We leave Apartment 4A entirely and walk to the next-door neighbour’s apartment, but not before knocking. Knock knock knock, Penny? Knock knock knock, Penny? Knock knock knock, Penny? Soon enough, we are allowed inside. This room is a complete contrast to the anti-eclectic tastes of Sheldon Cooper, no signs of any borderline obsessions, aside from a large collection of tacky IKEA furniture. It is very cluttered visually, with bright pops of colours. It’s almost painful for me to stare at for too long. Autistic people struggle with sensory overload, so her bedroom is a sensory nightmare.
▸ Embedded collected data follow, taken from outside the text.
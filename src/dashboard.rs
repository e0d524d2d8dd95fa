use crate::health::ServiceState;
use crate::state::Snapshot;

const STYLE: &str = r#"
    body {
      font-family: system-ui, -apple-system, BlinkMacSystemFont, "Segoe UI", sans-serif;
      background: #0f172a;
      color: #e5e7eb;
      margin: 0;
      padding: 0;
    }
    .wrap { max-width: 960px; margin: 0 auto; padding: 1.5rem; }
    h1 { margin-bottom: 0.5rem; }
    .grid {
      display: grid;
      grid-template-columns: repeat(auto-fit, minmax(260px, 1fr));
      gap: 1rem;
      margin-top: 1rem;
    }
    .card {
      background: #111827;
      border-radius: 0.75rem;
      padding: 1rem 1.25rem;
      box-shadow: 0 10px 25px rgba(0,0,0,0.4);
      border: 1px solid #1f2937;
    }
    .card h2 { margin-top: 0; font-size: 1.05rem; margin-bottom: 0.75rem; }
    .kv { display: flex; justify-content: space-between; margin: 0.2rem 0; font-size: 0.95rem; }
    .label { color: #9ca3af; }
    .value { font-weight: 500; }
    .status-ok { color: #22c55e; font-weight: 600; }
    .status-down { color: #ef4444; font-weight: 600; }
    .status-unknown { color: #f97316; font-weight: 600; }
    .footer { margin-top: 1rem; font-size: 0.8rem; color: #6b7280; }
    a { color: #60a5fa; }
"#;

const NA: &str = "N/A";

pub fn render_dashboard(snapshot: &Snapshot) -> String {
    let sys = snapshot.system.as_ref();
    let pihole = snapshot.pihole.as_ref();
    let pivpn = snapshot.pivpn.as_ref();

    let cpu = format_percent(sys.map(|s| s.cpu_percent));
    let load = match sys {
        Some(s) => format!("{:.2} / {:.2} / {:.2}", s.load_1, s.load_5, s.load_15),
        None => format!("{NA} / {NA} / {NA}"),
    };
    let mem = format_percent(sys.map(|s| s.mem_percent));
    let disk = format_percent(sys.map(|s| s.disk_percent));
    let temp = sys
        .and_then(|s| s.temp_c)
        .map(|t| format!("{t:.1} °C"))
        .unwrap_or_else(|| NA.to_string());
    let uptime = format_uptime(sys.and_then(|s| s.uptime_seconds));

    let pihole_state = ServiceState::of(pihole);
    let pivpn_state = ServiceState::of(pivpn);
    let stat = |key: &str| {
        pihole
            .and_then(|p| p.stats.get(key).copied().flatten())
            .map(format_number)
            .unwrap_or_else(|| NA.to_string())
    };
    let queries = stat("dns_queries_today");
    let blocked = stat("ads_blocked_today");
    let blocked_pct = stat("ads_percentage_today");
    let clients = pivpn
        .and_then(|p| p.connected_clients)
        .map(|c| c.to_string())
        .unwrap_or_else(|| NA.to_string());

    let last_update = sys.map(|s| s.timestamp.as_str()).unwrap_or("never");
    let last_error = snapshot
        .last_error
        .as_deref()
        .map(|e| format!(" • Last error: {}", escape_html(e)))
        .unwrap_or_default();

    format!(
        r#"<!doctype html>
<html>
<head>
  <meta charset="utf-8">
  <title>Pi Self Monitor</title>
  <style>{STYLE}</style>
</head>
<body>
<div class="wrap">
  <h1>Pi Self Monitor</h1>
  <div class="footer">
    Last update: {last_update} • Uptime: {uptime}{last_error}
    <br>
    API endpoints: <a href="/health">/health</a> • <a href="/metrics">/metrics</a>
  </div>
  <div class="grid">
    <div class="card">
      <h2>System</h2>
      <div class="kv"><span class="label">CPU usage</span><span class="value">{cpu}</span></div>
      <div class="kv"><span class="label">Load (1/5/15)</span><span class="value">{load}</span></div>
      <div class="kv"><span class="label">Memory</span><span class="value">{mem}</span></div>
      <div class="kv"><span class="label">Disk /</span><span class="value">{disk}</span></div>
      <div class="kv"><span class="label">Temperature</span><span class="value">{temp}</span></div>
    </div>
    <div class="card">
      <h2>Pi-hole</h2>
      <div class="kv"><span class="label">Service</span><span class="value {pihole_class}">{pihole_label}</span></div>
      <div class="kv"><span class="label">Queries today</span><span class="value">{queries}</span></div>
      <div class="kv"><span class="label">Blocked</span><span class="value">{blocked}</span></div>
      <div class="kv"><span class="label">Blocked %</span><span class="value">{blocked_pct}</span></div>
    </div>
    <div class="card">
      <h2>PiVPN</h2>
      <div class="kv"><span class="label">Service</span><span class="value {pivpn_class}">{pivpn_label}</span></div>
      <div class="kv"><span class="label">Connected clients</span><span class="value">{clients}</span></div>
    </div>
  </div>
</div>
</body>
</html>
"#,
        last_update = escape_html(last_update),
        pihole_class = pihole_state.css_class(),
        pihole_label = pihole_state.as_str(),
        pivpn_class = pivpn_state.css_class(),
        pivpn_label = pivpn_state.as_str(),
    )
}

fn format_percent(v: Option<f64>) -> String {
    v.map(|v| format!("{v:.1}%")).unwrap_or_else(|| NA.to_string())
}

pub fn format_uptime(seconds: Option<f64>) -> String {
    let Some(seconds) = seconds else {
        return NA.to_string();
    };
    let total = seconds.max(0.0) as u64;
    let days = total / 86_400;
    let hours = (total % 86_400) / 3_600;
    let mins = (total % 3_600) / 60;
    format!("{days}d {hours}h {mins}m")
}

fn format_number(v: f64) -> String {
    if v.fract() == 0.0 && v.abs() < 1e15 {
        format!("{}", v as i64)
    } else {
        format!("{v:.2}")
    }
}

fn escape_html(input: &str) -> String {
    let mut out = String::with_capacity(input.len());
    for c in input.chars() {
        match c {
            '&' => out.push_str("&amp;"),
            '<' => out.push_str("&lt;"),
            '>' => out.push_str("&gt;"),
            '"' => out.push_str("&quot;"),
            '\'' => out.push_str("&#39;"),
            _ => out.push(c),
        }
    }
    out
}

#[cfg(test)]
mod tests {
    use super::*;
    use crate::state::{ServiceStatus, SystemRecord};
    use std::collections::BTreeMap;

    #[test]
    fn uptime_format() {
        assert_eq!(format_uptime(None), "N/A");
        assert_eq!(format_uptime(Some(0.0)), "0d 0h 0m");
        assert_eq!(format_uptime(Some(90_061.9)), "1d 1h 1m");
        assert_eq!(format_uptime(Some(3_599.0)), "0d 0h 59m");
    }

    #[test]
    fn empty_snapshot_renders_placeholders() {
        let html = render_dashboard(&Snapshot::default());
        assert!(html.starts_with("<!doctype html>"));
        assert!(html.contains(r#"<span class="value">N/A</span>"#));
        assert!(!html.contains("0.0%"));
        assert!(html.contains("Last update: never"));
        assert!(html.contains(r#"class="value status-unknown">UNKNOWN"#));
        assert!(!html.contains("Last error"));
    }

    #[test]
    fn populated_snapshot_renders_values() {
        let mut stats = BTreeMap::new();
        stats.insert("dns_queries_today".to_string(), Some(12345.0));
        stats.insert("ads_blocked_today".to_string(), None);
        stats.insert("ads_percentage_today".to_string(), Some(5.4871));
        let snap = Snapshot {
            system: Some(SystemRecord {
                timestamp: "2026-10-19T08:00:00Z".to_string(),
                cpu_percent: 12.34,
                load_1: 0.5,
                load_5: 0.25,
                load_15: 0.125,
                mem_total: 1000,
                mem_used: 420,
                mem_percent: 42.0,
                disk_total: 100,
                disk_used: 77,
                disk_percent: 77.0,
                temp_c: Some(51.26),
                uptime_seconds: Some(90_061.0),
            }),
            pihole: Some(ServiceStatus {
                service_ok: true,
                stats,
                connected_clients: None,
            }),
            pivpn: Some(ServiceStatus {
                service_ok: false,
                stats: BTreeMap::new(),
                connected_clients: Some(4),
            }),
            last_error: Some("pivpn collector panicked: <boom>".to_string()),
        };
        let html = render_dashboard(&snap);

        assert!(html.contains(">12.3%<"));
        assert!(html.contains(">0.50 / 0.25 / 0.12<") || html.contains(">0.50 / 0.25 / 0.13<"));
        assert!(html.contains(">42.0%<"));
        assert!(html.contains(">51.3 °C<"));
        assert!(html.contains("Uptime: 1d 1h 1m"));
        assert!(html.contains(r#"class="value status-ok">OK"#));
        assert!(html.contains(r#"class="value status-down">DOWN"#));
        assert!(html.contains(">12345<"));
        assert!(html.contains(">5.49<"));
        assert!(html.contains(">4<"));
        assert!(html.contains("Last error: pivpn collector panicked: &lt;boom&gt;"));
    }
}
I’m surprised Sheldon doesn’t have a meltdown.
However, despite how cluttered it is, there is no insights into Penny herself. That is because Penny is supposed to be an audience surrogate, one who reacts to the nerdiness of the male main characters. However, an unfortunate side effect of this is that she unintentionally ends up treating Sheldon almost like a child, such as when Sheldon is confused about Howard’s magic trick, she chirps out, “Awww, he’s got the same look my little nephew gets when he can’t figure out how I got his nose.”
Infantilism is something that autistic people have to deal with quite frequently, being viewed as sweet innocent babies that deserve protection. I’m not a child, I’m a jaded and bitter woman, if the sour tone of this article didn’t hint at that already.
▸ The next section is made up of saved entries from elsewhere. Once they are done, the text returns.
use crate::config::{PiholeConfig, PivpnConfig};
use crate::runner::CommandRunner;
use crate::state::ServiceStatus;
use serde_json::Value;
use std::collections::BTreeMap;
use std::time::Duration;
use tracing::debug;

#[derive(Debug, Clone)]
pub struct ServiceProbe {
    pub service_manager_command: Vec<String>,
    pub timeout: Duration,
}

impl ServiceProbe {
    /// True as soon as one of `units` reports `active`.
    pub async fn any_active(&self, runner: &dyn CommandRunner, units: &[String]) -> bool {
        for unit in units {
            if unit.trim().is_empty() {
                continue;
            }
            let mut argv = self.service_manager_command.clone();
            argv.push(unit.clone());
            if runner.run(&argv, self.timeout).await == "active" {
                return true;
            }
        }
        false
    }
}

pub async fn collect_pihole(
    runner: &dyn CommandRunner,
    probe: &ServiceProbe,
    cfg: &PiholeConfig,
) -> ServiceStatus {
    let service_ok = probe.any_active(runner, &cfg.units).await;
    let raw = runner.run(&cfg.status_command, probe.timeout).await;

    ServiceStatus {
        service_ok,
        stats: parse_pihole_stats(&raw, &cfg.stat_keys),
        connected_clients: None,
    }
}

pub async fn collect_pivpn(
    runner: &dyn CommandRunner,
    probe: &ServiceProbe,
    cfg: &PivpnConfig,
) -> ServiceStatus {
    let service_ok = probe.any_active(runner, &cfg.units).await;
    let raw = runner.run(&cfg.clients_command, probe.timeout).await;

    ServiceStatus {
        service_ok,
        stats: BTreeMap::new(),
        connected_clients: count_vpn_clients(&raw, cfg.header_lines),
    }
}

// Non-object input yields an empty map.
pub fn parse_pihole_stats(raw: &str, keys: &[String]) -> BTreeMap<String, Option<f64>> {
    if raw.trim().is_empty() {
        return BTreeMap::new();
    }
    let doc = match serde_json::from_str::<Value>(raw) {
        Ok(Value::Object(doc)) => doc,
        Ok(_) => {
            debug!("pihole status is not a JSON object");
            return BTreeMap::new();
        }
        Err(err) => {
            debug!(error = %err, "pihole status is not valid JSON");
            return BTreeMap::new();
        }
    };

    keys.iter()
        .map(|key| (key.clone(), doc.get(key).and_then(numeric)))
        .collect()
}

fn numeric(value: &Value) -> Option<f64> {
    match value {
        Value::Number(n) => n.as_f64(),
        // Older releases print counters as "1,234".
        Value::String(s) => s.trim().replace(',', "").parse::<f64>().ok(),
        _ => None,
    }
    .filter(|v| v.is_finite())
}

// Nothing past the header is unknown, not zero.
pub fn count_vpn_clients(raw: &str, header_lines: usize) -> Option<u64> {
    let lines = raw.lines().filter(|l| !l.trim().is_empty()).count();
    if lines > header_lines {
        Some((lines - header_lines) as u64)
    } else {
        None
    }
}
There are many reasons I have issues with Sheldon as a character and how his autism is presented, such as how all of his friends are unrealistically accepting of his quirks they are, and they rarely express too much annoyance, or the fact his social awareness leads him to be incredibly sexist and demeaning to most of the female cast and side characters. However, my biggest gripe is that the show runners will happily take credit for creating an autistic character, without making one.
Sheldon Cooper’s neurotypical actor Jim Parsons ended up receiving an Emmy for his portrayal. According to Slate, when he was asked, once again, he dodged the question. “The writers say no, he doesn’t. …” Parson shrugs in his response, “[But] I can say that he couldn’t display more facets of it.” The Big Bang Theory actively profited off Sheldon’s autism, but they didn’t even have the guts to commit fully to it. All they had to do was have Sheldon mimic traits of autistic people, make fun of them mercilessly, and boom, profit. No, not boom.